When the Josselins came back from their honeymoon and were settled in Southampton Row many people of all kinds called on the newly married pair; invitations came pouring in, and they went very much into the world. They were considered the handsomest couple in London that year, and became quite the fashion, and were asked everywhere, and made much of, and raved about, and had a glorious time till the following season, when somebody else became the fashion, and they had grown tired of being lionized themselves, and discovered they were people of no social importance whatever, as Leah had long perceived; and it did them good.
Barty was in his element. The admiration his wife excited filled him with delight; it was a kind of reflected glory, that pleased him more than any glory he could possibly achieve for himself.
I doubt if Leah was quite so happy. The grand people, the famous people, the clever, worldly people she met made her very shy at first, as may be easily imagined.
She was rather embarrassed by the attentions many smart men paid her as to a very pretty woman, and not always pleased or edified. Her deep sense of humor was often tickled by this new position in which she found herself, and which she put down entirely to the fact that she was Barty's wife.
She never thought much of her own beauty, which had never been made much of at home, where beauty of a very different order was admired, and where she was thought too tall, too pale, too slim, and especially too quiet and sedate.
Dimpled little rosy plumpness for Mr. and Mrs. John Gilpin, and the never-ending lively chatter, and the ever-ready laugh that results from an entire lack of the real sense of humor and a laudable desire to show one's pretty teeth.

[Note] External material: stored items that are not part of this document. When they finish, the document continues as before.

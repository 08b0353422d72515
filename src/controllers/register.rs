use std::time::Duration;
use tracing::instrument;
use validator::Validate;

use crate::api::ApiClient;
use crate::error::Result;
use crate::notify::{Navigator, Notifier};
use crate::routes::Route;

#[derive(Debug, Validate)]
pub struct RegisterForm {
    #[validate(length(min = 1, message = "First name is required"))]
    pub first_name: String,
    #[validate(length(min = 1, message = "Last name is required"))]
    pub last_name: String,
    #[validate(length(min = 1, message = "Email is required"))]
    pub email: String,
    #[validate(length(min = 1, message = "Password is required"))]
    pub password: String,
}

/// Register screen: validate, call the gateway once, then send the user to
/// the login page after the notification delay. No session is stored here.
pub struct RegisterController<'a> {
    api: &'a ApiClient,
    notifier: &'a dyn Notifier,
    navigator: &'a dyn Navigator,
    notify_delay: Duration,
}

impl<'a> RegisterController<'a> {
    pub fn new(
        api: &'a ApiClient,
        notifier: &'a dyn Notifier,
        navigator: &'a dyn Navigator,
        notify_delay: Duration,
    ) -> Self {
        Self {
            api,
            notifier,
            navigator,
            notify_delay,
        }
    }

    #[instrument(name = "register_submit", skip(self, form), fields(email = %form.email))]
    pub async fn submit(&self, form: &RegisterForm) -> Result<()> {
        form.validate()?;

        match self
            .api
            .register(&form.first_name, &form.last_name, &form.email, &form.password)
            .await
        {
            Ok(_) => {
                self.notifier.success("Registration successful!");
                tokio::time::sleep(self.notify_delay).await;
                self.navigator.navigate(Route::Login).await;
                Ok(())
            }
            Err(err) => {
                self.notifier.error(&err.to_string());
                Err(err)
            }
        }
    }
}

Leah's only vanity was her fondness for being very well dressed; it had become a second nature, especially her fondness for beautiful French boots and shoes, an instinct inherited from her mother.

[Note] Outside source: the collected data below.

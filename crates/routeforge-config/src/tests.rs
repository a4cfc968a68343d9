//! Tests for routing configuration.

use std::io::Write;

use super::*;

#[test]
fn test_toml_parsing() {
    let toml = r#"
        environment_mode = "full_assert"
        average_speed_kmph = 65.5
        score_director = "easy"
    "#;

    let config = RoutingConfig::from_toml_str(toml).unwrap();
    assert_eq!(config.environment_mode, EnvironmentMode::FullAssert);
    assert_eq!(config.average_speed_kmph, 65.5);
    assert_eq!(config.score_director, ScoreDirectorType::Easy);
}

#[test]
fn test_yaml_parsing() {
    let yaml = r#"
        environment_mode: fast_assert
        average_speed_kmph: 30
    "#;

    let config = RoutingConfig::from_yaml_str(yaml).unwrap();
    assert_eq!(config.environment_mode, EnvironmentMode::FastAssert);
    assert_eq!(config.average_speed_kmph, 30.0);
    assert_eq!(config.score_director, ScoreDirectorType::Incremental);
}

#[test]
fn test_defaults() {
    let config = RoutingConfig::from_toml_str("").unwrap();
    assert_eq!(config, RoutingConfig::default());
    assert_eq!(config.environment_mode, EnvironmentMode::NonReproducible);
    assert_eq!(config.average_speed_kmph, DEFAULT_AVERAGE_SPEED_KMPH);
    assert_eq!(config.score_director, ScoreDirectorType::Incremental);
}

#[test]
fn test_builder() {
    let config = RoutingConfig::new()
        .with_environment_mode(EnvironmentMode::FullAssert)
        .with_average_speed_kmph(80.0)
        .with_score_director(ScoreDirectorType::Easy);

    assert!(config.environment_mode.is_asserted());
    assert!(config.environment_mode.is_fully_asserted());
    assert_eq!(config.average_speed_kmph, 80.0);
    assert_eq!(config.score_director, ScoreDirectorType::Easy);
    config.validate().unwrap();
}

#[test]
fn test_assert_modes() {
    assert!(!EnvironmentMode::NonReproducible.is_asserted());
    assert!(EnvironmentMode::FastAssert.is_asserted());
    assert!(!EnvironmentMode::FastAssert.is_fully_asserted());
}

#[test]
fn test_unknown_environment_mode_rejected() {
    assert!(matches!(
        RoutingConfig::from_toml_str(r#"environment_mode = "reproducible""#),
        Err(ConfigError::Toml(_))
    ));
    assert!(matches!(
        RoutingConfig::from_yaml_str("environment_mode: reproducible"),
        Err(ConfigError::Yaml(_))
    ));
}

#[test]
fn test_invalid_speed() {
    assert!(matches!(
        RoutingConfig::from_toml_str("average_speed_kmph = 0.0"),
        Err(ConfigError::Invalid(_))
    ));
    assert!(matches!(
        RoutingConfig::from_yaml_str("average_speed_kmph: -5"),
        Err(ConfigError::Invalid(_))
    ));
    assert!(RoutingConfig::new()
        .with_average_speed_kmph(f64::NAN)
        .validate()
        .is_err());
}

#[test]
fn test_parse_errors() {
    assert!(matches!(
        RoutingConfig::from_toml_str("score_director = \"bavet\""),
        Err(ConfigError::Toml(_))
    ));
    assert!(matches!(
        RoutingConfig::from_yaml_str("environment_mode: [1, 2]"),
        Err(ConfigError::Yaml(_))
    ));
}

#[test]
fn test_file_loading() {
    let dir = std::env::temp_dir();
    let toml_path = dir.join(format!("routeforge-config-{}.toml", std::process::id()));
    let yaml_path = dir.join(format!("routeforge-config-{}.yaml", std::process::id()));

    std::fs::File::create(&toml_path)
        .unwrap()
        .write_all(b"average_speed_kmph = 42.0\n")
        .unwrap();
    std::fs::File::create(&yaml_path)
        .unwrap()
        .write_all(b"score_director: easy\n")
        .unwrap();

    assert_eq!(RoutingConfig::load(&toml_path).unwrap().average_speed_kmph, 42.0);
    assert_eq!(
        RoutingConfig::from_yaml_file(&yaml_path).unwrap().score_director,
        ScoreDirectorType::Easy
    );

    std::fs::remove_file(&toml_path).unwrap();
    std::fs::remove_file(&yaml_path).unwrap();
}

#[test]
fn test_missing_file() {
    let err = RoutingConfig::load("/nonexistent/routing.toml").unwrap_err();
    assert!(matches!(err, ConfigError::Io(_)));
}
//! Domain model traits for routing plans
//!
//! - `PlanningSolution`: The container for the complete problem and plan
//! - `VariableListener`: Change notification injected by the optimizer

mod listener;
mod traits;


pub use listener::{NoopListener, VariableListener};
pub use traits::PlanningSolution;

For these, and for pretty furniture and hangings, she had the truly æsthetic eye, and was in advance of her time by at least a year.
She shone most in her own home – by her great faculty of making others at home there, too, and disinclined to leave it. Her instinct of hospitality was a true inheritance; she was good at the ordering of all such things – food, wines, flowers, waiting, every little detail of the dinner-table, and especially who should be asked to meet whom, and which particular guests should be chosen to sit by each other. All things of which Barty had no idea whatever.
I remember their first dinner-party well, and how pleasant it was. How good the fare, and how simple; and how quick the hired waiting – and the wines! how – (but I won't talk of that); and how lively we all were, and how handsome the women. Lady Caroline and Miss Daphne Rohan, Mr. and Mrs. Graham-Reece, Scatcherd and my sister; G. du Maurier (then a bachelor) and myself – that was the party, a very lively one.
After dinner du Maurier and Barty sang capital songs of the quartier latin, and told stories of the atelier, and even danced a kind of cancan together – an invention of their own – which they called "le dernier des Abencerrages." We were in fits of laughter, especially Lady Caroline and Mrs. Graham-Reece. I hope D. M. has not forgotten that scene, and will do justice to it in this book.
There was still more of the Bohemian than the Guardsman left in Barty, and his wife's natural tastes were far more in the direction of Bohemia than of fashionable West End society, as it was called by some people who were not in it, whatever it consists of; there was more of her father in her than her mother, and she was not sensitive to the world's opinion of her social status.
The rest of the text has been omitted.